El Príncipe asiente y contesta la llamada.

—¿Eres tú, Yuichi? — pregunta una voz al otro lado de la línea. «La madre de Kimura», supone el Príncipe. Siente una oleada de júbilo. Debe de haber oído antes a su marido y ahora debe de estar muriéndose de preocupación. Seguro que ha estado imaginando todas las cosas terribles que pueden haberles pasado a su hijo y a su nieto y su ansiedad ha ido aumentando, hasta que ya no pudo soportarlo más y decidió tomar un teléfono. No hay temor más delicioso para el Príncipe que el que siente un progenitor por su hijo. La madre de Kimura debe de estar tan asustada que tardó en llamar más de lo que él habría imaginado.

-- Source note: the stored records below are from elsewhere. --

pub mod fees;
pub mod interest;
pub mod metrics;

use rust_decimal::Decimal;

use crate::caps::CapOutcome;
use crate::config::PricingPolicy;
use crate::decimal::Money;
use crate::rates::{RateRecord, RateResolver, ResolvedRate};
use crate::request::LoanRequest;
use crate::result::{EarlyRepaymentCharges, LtvView, PricingResult, RateView, SolveReport};
use crate::types::{LtvBucket, PricingWarning, ProductKind};

pub use fees::{title_insurance, FeeBreakdown};
pub use interest::InterestBreakdown;

/// prices a concrete gross loan in a single pass
pub struct ForwardPricer<'a> {
    policy: &'a PricingPolicy,
    record: &'a RateRecord,
}

impl<'a> ForwardPricer<'a> {
    pub fn new(policy: &'a PricingPolicy, record: &'a RateRecord) -> Self {
        Self { policy, record }
    }

    /// ltv that selects the rate tier; combined exposure for second charges
    pub fn bucket_ltv(&self, gross: Money, request: &LoanRequest) -> Decimal {
        let exposure = gross + request.first_charge_balance();
        metrics::ltv_percent(exposure, request.property_value)
    }

    pub fn resolve_rate(&self, gross: Money, request: &LoanRequest) -> ResolvedRate {
        let bucket = LtvBucket::from_ltv(self.bucket_ltv(gross, request));
        RateResolver::resolve(request.product, bucket, self.record, request.base_rate)
    }

    /// resolve the tier for this gross, then price it
    pub fn quote(&self, gross: Money, request: &LoanRequest) -> PricingResult {
        let rate = self.resolve_rate(gross, request);
        self.price(gross, &rate, request)
    }

    pub fn price(&self, gross: Money, rate: &ResolvedRate, request: &LoanRequest) -> PricingResult {
        let gross = gross.floor_zero();
        let admin_fee = request
            .admin_fee
            .or(self.record.admin_fee)
            .unwrap_or(Money::ZERO);

        let fees = FeeBreakdown::calculate(gross, request, admin_fee, &self.policy.title_insurance);
        let interest = InterestBreakdown::calculate(
            gross,
            rate,
            request,
            self.policy.fusion_base_term_months,
        );
        let total_interest = interest.total();

        let net = (gross - fees.total() - interest.rolled() - interest.deferred)
            .floor_zero()
            .min(gross);

        let ltv = LtvView {
            gross: metrics::ltv_percent(gross, request.property_value),
            combined: request
                .second_charge
                .map(|_| self.bucket_ltv(gross, request)),
            bucket: rate.bucket,
        };

        let nbp = metrics::net_proceeds(net, gross, fees.arrangement, self.policy.nbp_minimum_fee);

        let icr = match request.product {
            ProductKind::Fusion => metrics::interest_coverage(
                request.monthly_income(),
                interest.serviced_annual_rate,
                gross,
                interest.rolled(),
                self.policy.icr_horizon_months,
            ),
            _ => None,
        };

        PricingResult {
            product: request.product,
            property_value: request.property_value,
            gross,
            net,
            term_months: request.term_months,
            rates: RateView::new(rate, request.effective_deferred_rate(), interest.serviced_annual_rate),
            aprc: metrics::aprc(gross, total_interest, net, request.term_months),
            monthly_payment: interest.monthly_payment(gross),
            icr,
            nbp,
            nbp_ltv: metrics::ltv_percent(nbp, request.property_value),
            erc: EarlyRepaymentCharges {
                year1: self.record.erc_year1.map(|pct| gross.percentage(pct)),
                year2: self.record.erc_year2.map(|pct| gross.percentage(pct)),
            },
            caps: CapOutcome::uncapped(gross),
            solve: SolveReport::not_applicable(),
            warnings: self.warnings(gross, ltv.gross, request),
            error: None,
            ltv,
            fees,
            interest,
            total_interest,
        }
    }

    /// advisory checks against the rate record; these never change figures
    fn warnings(&self, gross: Money, ltv: Decimal, request: &LoanRequest) -> Vec<PricingWarning> {
        let record = self.record;
        let mut warnings = Vec::new();

        if let Some(minimum) = record.min_loan {
            if gross < minimum {
                warnings.push(PricingWarning::LoanBelowMinimum { minimum, gross });
            }
        }

        if let Some(maximum) = record.max_loan {
            if gross > maximum {
                warnings.push(PricingWarning::LoanAboveMaximum { maximum, gross });
            }
        }

        if let Some(minimum) = record.min_ltv {
            if ltv < minimum {
                warnings.push(PricingWarning::LtvBelowMinimum { minimum, ltv });
            }
        }

        let rolled = request.rolled_months;
        let below = record.min_rolled_months.is_some_and(|min| rolled < min);
        let above = record.max_rolled_months.is_some_and(|max| rolled > max);
        if below || above {
            warnings.push(PricingWarning::RolledMonthsOutOfRange {
                minimum: record.min_rolled_months,
                maximum: record.max_rolled_months,
                rolled,
            });
        }

        if let Some(maximum) = record.max_deferred_rate {
            let deferred = request.effective_deferred_rate().as_percentage();
            if deferred > maximum {
                warnings.push(PricingWarning::DeferredRateAboveMaximum { maximum, deferred });
            }
        }

        warnings
    }
}

#[cfg(test)]
mod tests {
    use super::*;
    use crate::decimal::Rate;
    use crate::types::BrokerClientFee;
    use rust_decimal_macros::dec;

    fn bridge_request(product: ProductKind) -> LoanRequest {
        LoanRequest::builder()
            .product(product)
            .property_value(Money::from_major(500_000))
            .gross_loan(Money::from_major(300_000))
            .term_months(12)
            .rolled_months(3)
            .base_rate(Rate::from_percentage(4))
            .arrangement_fee(Rate::from_percentage(2))
            .proc_fee(Rate::from_percent(dec!(0.5)))
            .broker_fee(Money::from_major(500))
            .broker_client_fee(BrokerClientFee::Flat(Money::from_major(995)))
            .build()
            .unwrap()
    }

    fn fusion_request() -> LoanRequest {
        LoanRequest::builder()
            .product(ProductKind::Fusion)
            .property_value(Money::from_major(600_000))
            .gross_loan(Money::from_major(360_000))
            .term_months(24)
            .rolled_months(6)
            .deferred_rate(Rate::from_percentage(2))
            .base_rate(Rate::from_percentage(4))
            .arrangement_fee(Rate::from_percentage(2))
            .monthly_rent(Money::from_major(2_500))
            .top_slicing(Money::from_major(500))
            .build()
            .unwrap()
    }

    #[test]
    fn test_variable_bridge_quote() {
        let policy = PricingPolicy::default();
        let record = RateRecord {
            rate: dec!(0.55),
            admin_fee: Some(Money::from_major(250)),
            erc_year1: Some(dec!(1)),
            ..Default::default()
        };
        let pricer = ForwardPricer::new(&policy, &record);
        let request = bridge_request(ProductKind::VariableBridge);

        let result = pricer.quote(Money::from_major(300_000), &request);

        assert_eq!(result.fees.arrangement, Money::from_major(6_000));
        assert_eq!(result.fees.admin, Money::from_major(250));
        assert_eq!(result.fees.title_insurance, Some(Money::from_decimal(dec!(436.80))));
        assert!((result.rolled_interest().as_decimal() - dec!(7950)).abs() <= dec!(100));
        assert_eq!(result.ltv.gross, dec!(60));
        assert_eq!(result.ltv.bucket, LtvBucket::Ltv60);
        assert!(result.ltv.combined.is_none());
        assert!(result.icr.is_none());
        assert_eq!(result.erc.year1, Some(Money::from_major(3_000)));
        assert!(result.erc.year2.is_none());

        // 300k - 6000 - 7950 - 1500 - 500 - 995 - 250 - 436.80
        let expected_net = dec!(282368.20);
        assert!((result.net.as_decimal() - expected_net).abs() < dec!(0.01));

        // nbp adds back the larger of 2% of gross and the arrangement fee
        assert_eq!(result.nbp, result.net + Money::from_major(6_000));
    }

    #[test]
    fn test_fixed_bridge_base_component_is_zero() {
        let policy = PricingPolicy::default();
        let record = RateRecord::with_rate(dec!(0.85));
        let pricer = ForwardPricer::new(&policy, &record);

        let result = pricer.quote(Money::from_major(300_000), &bridge_request(ProductKind::FixedBridge));

        assert_eq!(result.interest.rolled_base, Money::ZERO);
        assert_eq!(result.rates.monthly_base, Decimal::ZERO);
        assert_eq!(result.monthly_payment, Money::from_major(2_550));
        assert!(result.aprc > Decimal::ZERO);
    }

    #[test]
    fn test_fusion_quote() {
        let policy = PricingPolicy::default();
        let record = RateRecord {
            rate: dec!(6),
            product: Some("Fusion Core".to_string()),
            ..Default::default()
        };
        let pricer = ForwardPricer::new(&policy, &record);
        let request = fusion_request();

        let result = pricer.quote(Money::from_major(360_000), &request);

        assert_eq!(result.rates.tier.as_deref(), Some("Fusion Core"));
        assert_eq!(result.rates.full_annual, dec!(10));
        assert_eq!(result.rates.serviced_annual, dec!(8));
        assert_eq!(result.interest.serviced_months, 18);
        assert!(result.interest.deferred.is_positive());

        // 3,000 * 24 / (8% * 360k * 2 - rolled)
        let rolled = result.rolled_interest().as_decimal();
        let expected = dec!(72000) / (dec!(57600) - rolled) * dec!(100);
        let icr = result.icr.unwrap();
        assert!((icr - expected).abs() < dec!(0.0001));
    }

    #[test]
    fn test_fusion_without_income_has_no_icr() {
        let policy = PricingPolicy::default();
        let record = RateRecord::with_rate(dec!(6));
        let pricer = ForwardPricer::new(&policy, &record);
        let mut request = fusion_request();
        request.monthly_rent = Money::ZERO;
        request.top_slicing = Money::ZERO;

        assert!(pricer.quote(Money::from_major(360_000), &request).icr.is_none());
    }

    #[test]
    fn test_second_charge_drives_bucket_by_combined_ltv() {
        let policy = PricingPolicy::default();
        let record = RateRecord {
            rate: dec!(0.80),
            ltv_rates: Some(crate::rates::LtvRateGrid {
                ltv60: Some(dec!(0.70)),
                ltv70: Some(dec!(0.80)),
                ltv75: Some(dec!(0.90)),
            }),
            ..Default::default()
        };
        let pricer = ForwardPricer::new(&policy, &record);
        let mut request = bridge_request(ProductKind::FixedBridge);
        request.second_charge = Some(crate::types::SecondCharge {
            first_charge_balance: Money::from_major(200_000),
        });

        let result = pricer.quote(Money::from_major(100_000), &request);

        assert_eq!(result.ltv.gross, dec!(20));
        assert_eq!(result.ltv.combined, Some(dec!(60)));
        assert_eq!(result.ltv.bucket, LtvBucket::Ltv60);
        assert_eq!(result.rates.nominal, dec!(0.70));

        let result = pricer.quote(Money::from_major(140_000), &request);
        assert_eq!(result.ltv.combined, Some(dec!(68)));
        assert_eq!(result.ltv.bucket, LtvBucket::Ltv70);
        assert_eq!(result.rates.nominal, dec!(0.80));
    }

    #[test]
    fn test_net_never_exceeds_gross() {
        let policy = PricingPolicy::default();
        let record = RateRecord::with_rate(dec!(6));
        let pricer = ForwardPricer::new(&policy, &record);

        for product in [ProductKind::VariableBridge, ProductKind::FixedBridge, ProductKind::Fusion] {
            let mut request = bridge_request(product);
            request.arrangement_fee = Rate::ZERO;
            request.proc_fee = Rate::ZERO;
            request.broker_fee = Money::ZERO;
            request.broker_client_fee = BrokerClientFee::Flat(Money::ZERO);
            request.rolled_months = 0;
            // deferred above the fusion margin would push the coupon negative
            request.deferred_rate = Rate::from_percentage(9);

            for gross in [0, 1_000, 50_000, 350_000, 4_000_000] {
                let result = pricer.quote(Money::from_major(gross), &request);
                assert!(result.net <= result.gross, "{} at {}", product, gross);
                assert!(!result.net.is_negative());
            }
        }
    }

    #[test]
    fn test_small_loan_nets_to_zero() {
        let policy = PricingPolicy::default();
        let record = RateRecord::with_rate(dec!(0.55));
        let pricer = ForwardPricer::new(&policy, &record);

        // the flat fees alone exceed the advance
        let result = pricer.quote(Money::from_major(1_000), &bridge_request(ProductKind::VariableBridge));
        assert_eq!(result.net, Money::ZERO);
        assert_eq!(result.aprc, Decimal::ZERO);
    }

    #[test]
    fn test_monotonic_in_gross() {
        let policy = PricingPolicy::default();
        let record = RateRecord::with_rate(dec!(0.55));
        let pricer = ForwardPricer::new(&policy, &record);
        let request = bridge_request(ProductKind::VariableBridge);

        let mut previous = pricer.quote(Money::ZERO, &request);
        for step in 1..=60 {
            let current = pricer.quote(Money::from_major(step * 10_000), &request);
            assert!(current.net >= previous.net);
            assert!(current.fees.arrangement >= previous.fees.arrangement);
            assert!(current.fees.proc >= previous.fees.proc);
            assert!(current.fees.broker_client >= previous.fees.broker_client);
            assert!(current.fees.total() >= previous.fees.total());
            assert!(current.total_interest >= previous.total_interest);
            previous = current;
        }
    }

    #[test]
    fn test_warnings_are_advisory() {
        let policy = PricingPolicy::default();
        let record = RateRecord {
            rate: dec!(6),
            min_loan: Some(Money::from_major(400_000)),
            max_rolled_months: Some(3),
            max_deferred_rate: Some(dec!(1.5)),
            min_ltv: Some(dec!(65)),
            ..Default::default()
        };
        let pricer = ForwardPricer::new(&policy, &record);
        let request = fusion_request();

        let result = pricer.quote(Money::from_major(360_000), &request);
        let plain = ForwardPricer::new(&policy, &RateRecord::with_rate(dec!(6)))
            .quote(Money::from_major(360_000), &request);

        assert_eq!(result.warnings.len(), 4);
        assert!(result.warnings.iter().any(|w| matches!(w, PricingWarning::LoanBelowMinimum { .. })));
        assert!(result.warnings.iter().any(|w| matches!(w, PricingWarning::RolledMonthsOutOfRange { rolled: 6, .. })));
        assert!(result.warnings.iter().any(|w| matches!(w, PricingWarning::DeferredRateAboveMaximum { .. })));
        assert!(result.warnings.iter().any(|w| matches!(w, PricingWarning::LtvBelowMinimum { .. })));
        assert_eq!(result.net, plain.net);
        assert!(plain.warnings.is_empty());
    }
}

—No está aquí — responde el Príncipe, mientras comienza a pensar en cuál podría ser el mejor modo de avivar las llamas de su angustia.

—¿Y dónde estás tú ahora?

—Todavía en el Shinkansen. En concreto, en el Hayate.

—Eso ya lo sé. Me refiero al número de vagón.

—Aunque se lo dijera, ¿de qué le serviría?

—Mi marido y yo habíamos pensado en ir a verte.

El Príncipe advierte por primera vez que el tono de voz de la madre de Kimura es inusualmente tranquilo y suena tan firme como un poderoso árbol con profundas raíces.

La puerta que hay a su espalda se abre.

Se voltea con el celular todavía en la oreja justo cuando un hombre entra en el vagón. Altura y complexión medias, pelo blanco y chamarra. Unas espesas cejas oscurecen sus estrechos ojos, de mirada dura y penetrante.

El Príncipe gira todavía más el cuello para ver mejor al hombre por encima del hombro. Una sonrisa se extiende por el rostro del hombre.

—Así que realmente eres un jovencito.